### WHAT TO PRODUCE
Exact reproduction of the following data is required.
----- INPUT RECORDS
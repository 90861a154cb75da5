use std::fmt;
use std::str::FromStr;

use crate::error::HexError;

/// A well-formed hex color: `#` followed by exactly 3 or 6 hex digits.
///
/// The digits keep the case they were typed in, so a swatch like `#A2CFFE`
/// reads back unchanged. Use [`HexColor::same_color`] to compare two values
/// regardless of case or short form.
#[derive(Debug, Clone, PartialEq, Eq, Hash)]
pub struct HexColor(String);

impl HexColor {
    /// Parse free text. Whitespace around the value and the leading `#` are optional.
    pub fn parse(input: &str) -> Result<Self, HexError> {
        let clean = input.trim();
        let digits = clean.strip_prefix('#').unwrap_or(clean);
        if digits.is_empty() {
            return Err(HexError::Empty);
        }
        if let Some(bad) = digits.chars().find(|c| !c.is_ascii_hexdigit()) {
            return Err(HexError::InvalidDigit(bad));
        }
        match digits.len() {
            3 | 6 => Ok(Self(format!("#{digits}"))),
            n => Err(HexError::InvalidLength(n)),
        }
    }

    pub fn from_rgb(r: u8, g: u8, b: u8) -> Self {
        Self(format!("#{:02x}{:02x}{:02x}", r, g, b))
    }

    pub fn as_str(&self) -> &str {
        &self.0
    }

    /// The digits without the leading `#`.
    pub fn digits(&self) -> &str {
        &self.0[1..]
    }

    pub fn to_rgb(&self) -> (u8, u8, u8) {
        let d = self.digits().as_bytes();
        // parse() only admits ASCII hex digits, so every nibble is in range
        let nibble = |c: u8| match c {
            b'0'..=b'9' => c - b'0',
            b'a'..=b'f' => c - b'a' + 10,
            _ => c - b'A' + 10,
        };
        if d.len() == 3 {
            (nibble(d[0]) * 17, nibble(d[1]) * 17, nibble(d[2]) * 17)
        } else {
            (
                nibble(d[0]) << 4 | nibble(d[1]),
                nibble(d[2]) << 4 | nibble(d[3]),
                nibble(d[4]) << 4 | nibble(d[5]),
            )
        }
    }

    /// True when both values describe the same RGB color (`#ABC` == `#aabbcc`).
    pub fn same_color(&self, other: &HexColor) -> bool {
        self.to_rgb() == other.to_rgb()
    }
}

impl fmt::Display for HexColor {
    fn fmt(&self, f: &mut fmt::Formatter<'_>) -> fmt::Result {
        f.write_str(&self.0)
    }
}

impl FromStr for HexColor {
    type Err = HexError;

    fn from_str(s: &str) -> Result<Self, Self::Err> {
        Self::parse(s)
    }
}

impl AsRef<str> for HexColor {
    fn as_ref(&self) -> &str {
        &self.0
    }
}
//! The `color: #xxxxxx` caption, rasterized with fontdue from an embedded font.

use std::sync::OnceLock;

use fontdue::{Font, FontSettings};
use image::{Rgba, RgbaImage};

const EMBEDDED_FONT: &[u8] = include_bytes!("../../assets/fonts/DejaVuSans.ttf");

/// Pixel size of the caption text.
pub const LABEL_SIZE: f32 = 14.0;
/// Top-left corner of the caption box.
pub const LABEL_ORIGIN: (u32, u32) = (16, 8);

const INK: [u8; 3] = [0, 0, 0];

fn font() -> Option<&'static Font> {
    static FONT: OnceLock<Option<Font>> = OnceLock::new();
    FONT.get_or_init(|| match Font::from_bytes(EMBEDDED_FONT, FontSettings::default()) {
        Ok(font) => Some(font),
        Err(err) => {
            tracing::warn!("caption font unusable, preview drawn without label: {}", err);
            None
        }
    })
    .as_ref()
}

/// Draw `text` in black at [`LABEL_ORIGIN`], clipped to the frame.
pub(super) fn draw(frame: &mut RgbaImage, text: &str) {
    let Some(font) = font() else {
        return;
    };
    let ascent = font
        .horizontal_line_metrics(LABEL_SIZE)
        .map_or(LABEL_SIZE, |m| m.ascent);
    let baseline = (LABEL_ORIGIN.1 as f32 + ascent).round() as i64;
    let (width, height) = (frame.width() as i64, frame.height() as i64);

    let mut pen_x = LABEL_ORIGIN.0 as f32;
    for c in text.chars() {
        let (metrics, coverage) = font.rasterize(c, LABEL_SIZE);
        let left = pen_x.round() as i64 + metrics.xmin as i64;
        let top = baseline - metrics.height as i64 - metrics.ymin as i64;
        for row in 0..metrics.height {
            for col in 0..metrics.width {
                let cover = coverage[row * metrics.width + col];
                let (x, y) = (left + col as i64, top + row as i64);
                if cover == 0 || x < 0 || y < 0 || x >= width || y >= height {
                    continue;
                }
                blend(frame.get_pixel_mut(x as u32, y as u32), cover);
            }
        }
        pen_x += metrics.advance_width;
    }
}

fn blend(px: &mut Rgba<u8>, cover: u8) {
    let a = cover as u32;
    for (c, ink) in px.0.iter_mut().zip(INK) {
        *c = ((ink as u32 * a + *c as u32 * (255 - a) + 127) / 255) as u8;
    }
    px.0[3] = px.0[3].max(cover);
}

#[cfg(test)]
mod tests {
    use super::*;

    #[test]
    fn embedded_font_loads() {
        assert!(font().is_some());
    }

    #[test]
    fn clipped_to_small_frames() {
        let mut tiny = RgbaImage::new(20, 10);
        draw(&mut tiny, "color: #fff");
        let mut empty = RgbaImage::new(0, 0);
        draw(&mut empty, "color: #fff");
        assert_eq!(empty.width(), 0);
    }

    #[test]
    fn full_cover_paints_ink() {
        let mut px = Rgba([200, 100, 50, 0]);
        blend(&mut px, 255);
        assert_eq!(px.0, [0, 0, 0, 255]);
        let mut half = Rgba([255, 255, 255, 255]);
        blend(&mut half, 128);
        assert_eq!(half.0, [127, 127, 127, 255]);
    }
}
----------
### SOLVED EXERCISE
repository 90861a154cb75da5
use std::fmt;
use std::str::FromStr;

use crate::error::HexError;

/// A well-formed hex color: `#` followed by exactly 3 or 6 hex digits.
///
/// The digits keep the case they were typed in, so a swatch like `#A2CFFE`
/// reads back unchanged. Use [`HexColor::same_color`] to compare two values
/// regardless of case or short form.
#[derive(Debug, Clone, PartialEq, Eq, Hash)]
pub struct HexColor(String);

impl HexColor {
    /// Parse free text. Whitespace around the value and the leading `#` are optional.
    pub fn parse(input: &str) -> Result<Self, HexError> {
        let clean = input.trim();
        let digits = clean.strip_prefix('#').unwrap_or(clean);
        if digits.is_empty() {
            return Err(HexError::Empty);
        }
        if let Some(bad) = digits.chars().find(|c| !c.is_ascii_hexdigit()) {
            return Err(HexError::InvalidDigit(bad));
        }
        match digits.len() {
            3 | 6 => Ok(Self(format!("#{digits}"))),
            n => Err(HexError::InvalidLength(n)),
        }
    }

    pub fn from_rgb(r: u8, g: u8, b: u8) -> Self {
        Self(format!("#{:02x}{:02x}{:02x}", r, g, b))
    }

    pub fn as_str(&self) -> &str {
        &self.0
    }

    /// The digits without the leading `#`.
    pub fn digits(&self) -> &str {
        &self.0[1..]
    }

    pub fn to_rgb(&self) -> (u8, u8, u8) {
        let d = self.digits().as_bytes();
        // parse() only admits ASCII hex digits, so every nibble is in range
        let nibble = |c: u8| match c {
            b'0'..=b'9' => c - b'0',
            b'a'..=b'f' => c - b'a' + 10,
            _ => c - b'A' + 10,
        };
        if d.len() == 3 {
            (nibble(d[0]) * 17, nibble(d[1]) * 17, nibble(d[2]) * 17)
        } else {
            (
                nibble(d[0]) << 4 | nibble(d[1]),
                nibble(d[2]) << 4 | nibble(d[3]),
                nibble(d[4]) << 4 | nibble(d[5]),
            )
        }
    }

    /// True when both values describe the same RGB color (`#ABC` == `#aabbcc`).
    pub fn same_color(&self, other: &HexColor) -> bool {
        self.to_rgb() == other.to_rgb()
    }
}

impl fmt::Display for HexColor {
    fn fmt(&self, f: &mut fmt::Formatter<'_>) -> fmt::Result {
        f.write_str(&self.0)
    }
}

impl FromStr for HexColor {
    type Err = HexError;

    fn from_str(s: &str) -> Result<Self, Self::Err> {
        Self::parse(s)
    }
}

impl AsRef<str> for HexColor {
    fn as_ref(&self) -> &str {
        &self.0
    }
}
//! The `color: #xxxxxx` caption, rasterized with fontdue from an embedded font.

use std::sync::OnceLock;

use fontdue::{Font, FontSettings};
use image::{Rgba, RgbaImage};

const EMBEDDED_FONT: &[u8] = include_bytes!("../../assets/fonts/DejaVuSans.ttf");

/// Pixel size of the caption text.
pub const LABEL_SIZE: f32 = 14.0;
/// Top-left corner of the caption box.
pub const LABEL_ORIGIN: (u32, u32) = (16, 8);

const INK: [u8; 3] = [0, 0, 0];

fn font() -> Option<&'static Font> {
    static FONT: OnceLock<Option<Font>> = OnceLock::new();
    FONT.get_or_init(|| match Font::from_bytes(EMBEDDED_FONT, FontSettings::default()) {
        Ok(font) => Some(font),
        Err(err) => {
            tracing::warn!("caption font unusable, preview drawn without label: {}", err);
            None
        }
    })
    .as_ref()
}

/// Draw `text` in black at [`LABEL_ORIGIN`], clipped to the frame.
pub(super) fn draw(frame: &mut RgbaImage, text: &str) {
    let Some(font) = font() else {
        return;
    };
    let ascent = font
        .horizontal_line_metrics(LABEL_SIZE)
        .map_or(LABEL_SIZE, |m| m.ascent);
    let baseline = (LABEL_ORIGIN.1 as f32 + ascent).round() as i64;
    let (width, height) = (frame.width() as i64, frame.height() as i64);

    let mut pen_x = LABEL_ORIGIN.0 as f32;
    for c in text.chars() {
        let (metrics, coverage) = font.rasterize(c, LABEL_SIZE);
        let left = pen_x.round() as i64 + metrics.xmin as i64;
        let top = baseline - metrics.height as i64 - metrics.ymin as i64;
        for row in 0..metrics.height {
            for col in 0..metrics.width {
                let cover = coverage[row * metrics.width + col];
                let (x, y) = (left + col as i64, top + row as i64);
                if cover == 0 || x < 0 || y < 0 || x >= width || y >= height {
                    continue;
                }
                blend(frame.get_pixel_mut(x as u32, y as u32), cover);
            }
        }
        pen_x += metrics.advance_width;
    }
}

fn blend(px: &mut Rgba<u8>, cover: u8) {
    let a = cover as u32;
    for (c, ink) in px.0.iter_mut().zip(INK) {
        *c = ((ink as u32 * a + *c as u32 * (255 - a) + 127) / 255) as u8;
    }
    px.0[3] = px.0[3].max(cover);
}

#[cfg(test)]
mod tests {
    use super::*;

    #[test]
    fn embedded_font_loads() {
        assert!(font().is_some());
    }

    #[test]
    fn clipped_to_small_frames() {
        let mut tiny = RgbaImage::new(20, 10);
        draw(&mut tiny, "color: #fff");
        let mut empty = RgbaImage::new(0, 0);
        draw(&mut empty, "color: #fff");
        assert_eq!(empty.width(), 0);
    }

    #[test]
    fn full_cover_paints_ink() {
        let mut px = Rgba([200, 100, 50, 0]);
        blend(&mut px, 255);
        assert_eq!(px.0, [0, 0, 0, 255]);
        let mut half = Rgba([255, 255, 255, 255]);
        blend(&mut half, 128);
        assert_eq!(half.0, [127, 127, 127, 255]);
    }
}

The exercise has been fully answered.